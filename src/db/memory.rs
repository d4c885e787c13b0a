// SPDX-License-Identifier: MIT
// Copyright 2026 Roland Dreier <roland@rolandd.dev>

//! Process-local implementation of both stores.
//!
//! Each collection sits behind its own `tokio::sync::RwLock`. Single-key
//! writes are atomic, and `apply_grant` updates both relation records under
//! one write guard, which gives the same all-or-nothing result as the
//! Firestore transaction.

use crate::db::{RelationshipStore, SessionStore};
use crate::error::AppError;
use crate::models::relation::push_unique;
use crate::models::{
    ActivitySession, GrantOutcome, Page, SessionKey, SessionSettings, Tombstone, UserProfile,
    ViewerRelation,
};
use async_trait::async_trait;
use std::collections::{BTreeMap, HashMap};
use std::ops::Bound;
use std::sync::atomic::{AtomicBool, AtomicUsize, Ordering};
use tokio::sync::RwLock;

/// Small limit so chunking is exercised without huge fixtures.
const MEMORY_BATCH_SIZE: usize = 25;

/// In-memory store for development and tests.
#[derive(Default)]
pub struct MemoryStore {
    relations: RwLock<BTreeMap<String, ViewerRelation>>,
    profiles: RwLock<BTreeMap<String, UserProfile>>,
    settings: RwLock<HashMap<String, SessionSettings>>,
    tombstones: RwLock<HashMap<String, Tombstone>>,
    /// Keyed by `SessionKey::doc_id`
    sessions: RwLock<BTreeMap<String, ActivitySession>>,
    generations: RwLock<HashMap<String, u64>>,
    /// Number of upcoming `batch_delete` calls that only process one key.
    partial_batches: AtomicUsize,
    /// When set, every store call fails as if the backend were unreachable.
    offline: AtomicBool,
}

impl MemoryStore {
    pub fn new() -> Self {
        Self::default()
    }

    /// Make the next `count` batch deletes process only their first key.
    pub fn inject_partial_batches(&self, count: usize) {
        self.partial_batches.store(count, Ordering::SeqCst);
    }

    pub fn set_offline(&self, offline: bool) {
        self.offline.store(offline, Ordering::SeqCst);
    }

    fn check_online(&self) -> Result<(), AppError> {
        if self.offline.load(Ordering::SeqCst) {
            return Err(AppError::External("memory store offline".to_string()));
        }
        Ok(())
    }

    /// Overwrite a relation record without any invariant maintenance.
    ///
    /// Lets tests seed graphs that a pre-transactional writer could leave behind.
    pub async fn seed_relation(&self, relation: ViewerRelation) {
        self.relations
            .write()
            .await
            .insert(relation.user_id.clone(), relation);
    }
}

/// Up to `page_size` values strictly after `page_token`, plus the next token.
fn page_of<T: Clone>(
    map: &BTreeMap<String, T>,
    page_token: Option<&str>,
    page_size: u32,
) -> Page<T> {
    let lower = match page_token {
        Some(token) => Bound::Excluded(token.to_string()),
        None => Bound::Unbounded,
    };
    let page: Vec<(&String, &T)> = map
        .range((lower, Bound::Unbounded))
        .take(page_size as usize)
        .collect();

    let next_page_token = if page.len() == page_size as usize {
        page.last().map(|(k, _)| (*k).clone())
    } else {
        None
    };

    Page {
        items: page.into_iter().map(|(_, v)| v.clone()).collect(),
        next_page_token,
    }
}

#[async_trait]
impl RelationshipStore for MemoryStore {
    async fn get_relation(&self, user_id: &str) -> Result<Option<ViewerRelation>, AppError> {
        self.check_online()?;
        Ok(self.relations.read().await.get(user_id).cloned())
    }

    async fn create_relation(&self, relation: &ViewerRelation) -> Result<(), AppError> {
        self.check_online()?;
        let mut relations = self.relations.write().await;
        if relations.contains_key(&relation.user_id) {
            return Err(AppError::Conflict(format!(
                "relation {} already exists",
                relation.user_id
            )));
        }
        relations.insert(relation.user_id.clone(), relation.clone());
        Ok(())
    }

    async fn put_relation(&self, relation: &ViewerRelation) -> Result<(), AppError> {
        self.check_online()?;
        self.relations
            .write()
            .await
            .insert(relation.user_id.clone(), relation.clone());
        Ok(())
    }

    async fn delete_relation(&self, user_id: &str) -> Result<(), AppError> {
        self.check_online()?;
        self.relations.write().await.remove(user_id);
        Ok(())
    }

    async fn apply_grant(&self, subject: &str, viewer: &str) -> Result<GrantOutcome, AppError> {
        self.check_online()?;
        // Lock order: tombstones, then relations.
        let tombstones = self.tombstones.read().await;
        for user in [subject, viewer] {
            if tombstones.contains_key(user) {
                return Err(AppError::NotFound(format!("User {} no longer exists", user)));
            }
        }

        let mut relations = self.relations.write().await;
        let mut subject_rel = relations
            .get(subject)
            .cloned()
            .unwrap_or_else(|| ViewerRelation::new(subject));
        if subject_rel.is_sharing_with(viewer) {
            return Ok(GrantOutcome::AlreadyAuthorized);
        }
        let mut viewer_rel = relations
            .get(viewer)
            .cloned()
            .unwrap_or_else(|| ViewerRelation::new(viewer));

        push_unique(&mut subject_rel.sharing_with, viewer);
        push_unique(&mut viewer_rel.allowed_to_view, subject);

        relations.insert(subject.to_string(), subject_rel);
        relations.insert(viewer.to_string(), viewer_rel);
        Ok(GrantOutcome::Granted)
    }

    async fn scan_relations(
        &self,
        page_token: Option<&str>,
        page_size: u32,
    ) -> Result<Page<ViewerRelation>, AppError> {
        self.check_online()?;
        Ok(page_of(&*self.relations.read().await, page_token, page_size))
    }

    async fn get_profile(&self, email: &str) -> Result<Option<UserProfile>, AppError> {
        self.check_online()?;
        Ok(self.profiles.read().await.get(email).cloned())
    }

    async fn put_profile(&self, profile: &UserProfile) -> Result<(), AppError> {
        self.check_online()?;
        self.profiles
            .write()
            .await
            .insert(profile.email.clone(), profile.clone());
        Ok(())
    }

    async fn delete_profile(&self, email: &str) -> Result<(), AppError> {
        self.check_online()?;
        self.profiles.write().await.remove(email);
        Ok(())
    }

    async fn scan_profiles(
        &self,
        page_token: Option<&str>,
        page_size: u32,
    ) -> Result<Page<UserProfile>, AppError> {
        self.check_online()?;
        Ok(page_of(&*self.profiles.read().await, page_token, page_size))
    }

    async fn put_tombstone(&self, tombstone: &Tombstone) -> Result<(), AppError> {
        self.check_online()?;
        self.tombstones
            .write()
            .await
            .insert(tombstone.user_id.clone(), tombstone.clone());
        Ok(())
    }

    async fn is_tombstoned(&self, user_id: &str) -> Result<bool, AppError> {
        self.check_online()?;
        Ok(self.tombstones.read().await.contains_key(user_id))
    }

    async fn delete_tombstone(&self, user_id: &str) -> Result<(), AppError> {
        self.check_online()?;
        self.tombstones.write().await.remove(user_id);
        Ok(())
    }
}

#[async_trait]
impl SessionStore for MemoryStore {
    async fn put_session(&self, session: &ActivitySession) -> Result<(), AppError> {
        self.check_online()?;
        self.sessions
            .write()
            .await
            .insert(session.key().doc_id(), session.clone());
        Ok(())
    }

    async fn get_session(&self, key: &SessionKey) -> Result<Option<ActivitySession>, AppError> {
        self.check_online()?;
        Ok(self.sessions.read().await.get(&key.doc_id()).cloned())
    }

    async fn delete_session(&self, key: &SessionKey) -> Result<(), AppError> {
        self.check_online()?;
        self.sessions.write().await.remove(&key.doc_id());
        Ok(())
    }

    async fn sessions_for_owner(&self, owner: &str) -> Result<Vec<ActivitySession>, AppError> {
        self.check_online()?;
        Ok(self
            .sessions
            .read()
            .await
            .values()
            .filter(|s| s.username == owner)
            .cloned()
            .collect())
    }

    fn max_batch_items(&self) -> usize {
        MEMORY_BATCH_SIZE
    }

    async fn batch_delete(&self, keys: &[SessionKey]) -> Result<Vec<SessionKey>, AppError> {
        self.check_online()?;
        if keys.len() > MEMORY_BATCH_SIZE {
            return Err(AppError::Validation(format!(
                "batch of {} exceeds limit of {}",
                keys.len(),
                MEMORY_BATCH_SIZE
            )));
        }

        let partial = self
            .partial_batches
            .fetch_update(Ordering::SeqCst, Ordering::SeqCst, |n| n.checked_sub(1))
            .is_ok();
        let processed = if partial { keys.len().min(1) } else { keys.len() };

        let mut sessions = self.sessions.write().await;
        for key in &keys[..processed] {
            sessions.remove(&key.doc_id());
        }
        Ok(keys[processed..].to_vec())
    }

    async fn cache_generation(&self, owner: &str) -> Result<u64, AppError> {
        self.check_online()?;
        Ok(self
            .generations
            .read()
            .await
            .get(owner)
            .copied()
            .unwrap_or(0))
    }

    async fn bump_cache_generation(&self, owner: &str) -> Result<u64, AppError> {
        self.check_online()?;
        let mut generations = self.generations.write().await;
        let generation = generations.entry(owner.to_string()).or_insert(0);
        *generation += 1;
        Ok(*generation)
    }

    async fn get_settings(&self, username: &str) -> Result<Option<SessionSettings>, AppError> {
        self.check_online()?;
        Ok(self.settings.read().await.get(username).cloned())
    }

    async fn put_settings(&self, settings: &SessionSettings) -> Result<(), AppError> {
        self.check_online()?;
        self.settings
            .write()
            .await
            .insert(settings.username.clone(), settings.clone());
        Ok(())
    }

    async fn delete_settings(&self, username: &str) -> Result<(), AppError> {
        self.check_online()?;
        self.settings.write().await.remove(username);
        Ok(())
    }
}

* * * * * * *

Among the lines of the data above, find those with the word "cloned" and show them.

        Ok(self.relations.read().await.get(user_id).cloned())
            .cloned()
            .cloned()
        Ok(self.profiles.read().await.get(email).cloned())
        Ok(self.sessions.read().await.get(&key.doc_id()).cloned())
            .cloned()
        Ok(self.settings.read().await.get(username).cloned())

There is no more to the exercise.